American physician (1920 – 2011)

Louise Marie Zibold Reiss (February 23, 1920 – January 1, 2011) was an American physician who coordinated what became known as the Baby Tooth Survey, in which deciduous teeth from children living in the St. Louis, Missouri, area who were born in the 1950s and 1960s were collected and analyzed over a period of 12 years. The results of the survey showed that children born in 1963 had levels of strontium-90 in their teeth that were 50 times higher than those found in children born in 1950, before the advent of widespread nuclear weapons testing. The findings helped convince U.S. President John F. Kennedy to sign the Partial Nuclear Test Ban Treaty with the United Kingdom and Soviet Union, which ended the above-ground testing of nuclear weapons that placed the greatest amounts of nuclear fallout into the atmosphere.

==Early life and education==
Born in the Queens borough of New York City on February 23, 1920, Reiss contracted polio as a child. She originally planned to study art in college, but decided to switch to science after the outbreak of World War II. Raised in White Plains, New York, she graduated from White Plains High School and attended Skidmore College and the University of Pennsylvania.
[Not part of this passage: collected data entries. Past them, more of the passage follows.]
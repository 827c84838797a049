//! Bot configuration loader for Mimic.
//!
//! Reads `config.toml` from the data directory and deserializes it into
//! [`BotConfig`]. Falls back to defaults when the file is missing or malformed.

use std::path::Path;

use mimic_types::config::BotConfig;

use crate::filesystem::config_path;

/// Load the bot configuration from `{data_dir}/config.toml`.
///
/// - If the file does not exist, returns [`BotConfig::default()`].
/// - If the file exists but fails to read or parse, logs a warning and returns the default.
/// - Otherwise returns the parsed config (validation is the caller's job).
pub async fn load_bot_config(data_dir: &Path) -> BotConfig {
    let path = config_path(data_dir);

    let content = match tokio::fs::read_to_string(&path).await {
        Ok(content) => content,
        Err(err) if err.kind() == std::io::ErrorKind::NotFound => {
            tracing::debug!("No config.toml found at {}, using defaults", path.display());
            return BotConfig::default();
        }
        Err(err) => {
            tracing::warn!("Failed to read {}: {err}, using defaults", path.display());
            return BotConfig::default();
        }
    };

    match toml::from_str::<BotConfig>(&content) {
        Ok(config) => config,
        Err(err) => {
            tracing::warn!("Failed to parse {}: {err}, using defaults", path.display());
            BotConfig::default()
        }
    }
}

#[cfg(test)]
mod tests {
    use super::*;
    use mimic_types::config::ResponderKind;
    use tempfile::TempDir;

    #[tokio::test]
    async fn load_bot_config_missing_file_returns_default() {
        let tmp = TempDir::new().unwrap();
        let config = load_bot_config(tmp.path()).await;
        assert_eq!(config.model_name, "AnonimBot v1.0");
        assert!(config.allowed_channel_ids.is_empty());
    }

    #[tokio::test]
    async fn load_bot_config_valid_toml_returns_parsed() {
        let tmp = TempDir::new().unwrap();
        tokio::fs::write(
            tmp.path().join("config.toml"),
            r#"
model_name = "Echo"
allowed_channel_ids = ["42"]
responder = "remote"

[remote]
endpoint = "http://localhost:9000/generate"
"#,
        )
        .await
        .unwrap();

        let config = load_bot_config(tmp.path()).await;
        assert_eq!(config.model_name, "Echo");
        assert_eq!(config.allowed_channel_ids, vec!["42"]);
        assert_eq!(config.responder, ResponderKind::Remote);
        assert_eq!(config.remote.endpoint, "http://localhost:9000/generate");
    }

    #[tokio::test]
    async fn load_bot_config_invalid_toml_returns_default() {
        let tmp = TempDir::new().unwrap();
        tokio::fs::write(tmp.path().join("config.toml"), "this is not { valid toml !!!")
            .await
            .unwrap();

        let config = load_bot_config(tmp.path()).await;
        assert_eq!(config.model_name, "AnonimBot v1.0");
        assert_eq!(config.responder, ResponderKind::Trained);
    }
}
She earned her medical degree at the Woman's Medical College of Pennsylvania (now part of the Drexel University College of Medicine) and performed her internship and residency at Philadelphia General Hospital, where she met her future husband, the physician Eric Reiss. The couple first moved to San Antonio, Texas, then relocated to St. Louis after Eric Reiss received an appointment at the Washington University School of Medicine. Hired by the St. Louis city health department, Reiss was involved in inoculating children with the polio vaccine.

==Baby Tooth Survey==

In 1959, Reiss and her husband joined environmental scientist Barry Commoner and others to create the Greater St. Louis Citizens' Committee for Nuclear Information, which initiated the Baby Tooth Survey in conjunction with Saint Louis University and the Washington University School of Dental Medicine as a means of determining the effects of nuclear fallout on the human anatomy. Reiss led the project from 1959 to 1961. The research focused on detecting the presence of strontium-90, a cancer-causing radioactive isotope created by the more than 400 atomic tests conducted above ground before 1963. Due to its chemical similarity to calcium, the radioactive strontium isotope is absorbed from water and dairy products into the bones and teeth of children, as their growing bodies need calcium. Visiting local schools and organizations, she convinced parents to have their children send in their lost baby teeth, in return for which they were sent a button reading "I gave my tooth to science". The team sent collection forms to area schools, and teeth were initially sent to the Reiss home, where they were sorted. In all, some 320,000 teeth from children of various ages were collected before the project was ended in 1970.

The results of the thousands of teeth analyzed, published in the November 24, 1961, issue of the journal Science, revealed elevated levels of radioactive compounds in the first sets of teeth that had been collected. President John F. Kennedy was made aware of the research results while he was negotiating a treaty with the United Kingdom and Soviet Union to place controls on nuclear testing. His call to the Reiss home was answered by her son; the person on the other end of the phone said, "This is John Kennedy, can I talk to your mom?" Further analysis by the team led to the conclusion that children born in 1963 had absorbed levels of strontium-90 that were 50 times higher than those found in children born a decade earlier. Her husband, Eric Reiss, testified before the United States Senate when it was considering ratification of the Partial Nuclear Test Ban Treaty. Later research showed that levels of strontium-90 in the cohort born in 1968, after the treaty had gone into effect, had declined by 50 percent.

==Death==
A resident of Pinecrest, Florida, Reiss died at the age of 90 at her home on January 1, 2011, after suffering a myocardial infarction two months earlier. She was survived by her son, Eric Reiss, as well as by two grandchildren and three great-grandchildren.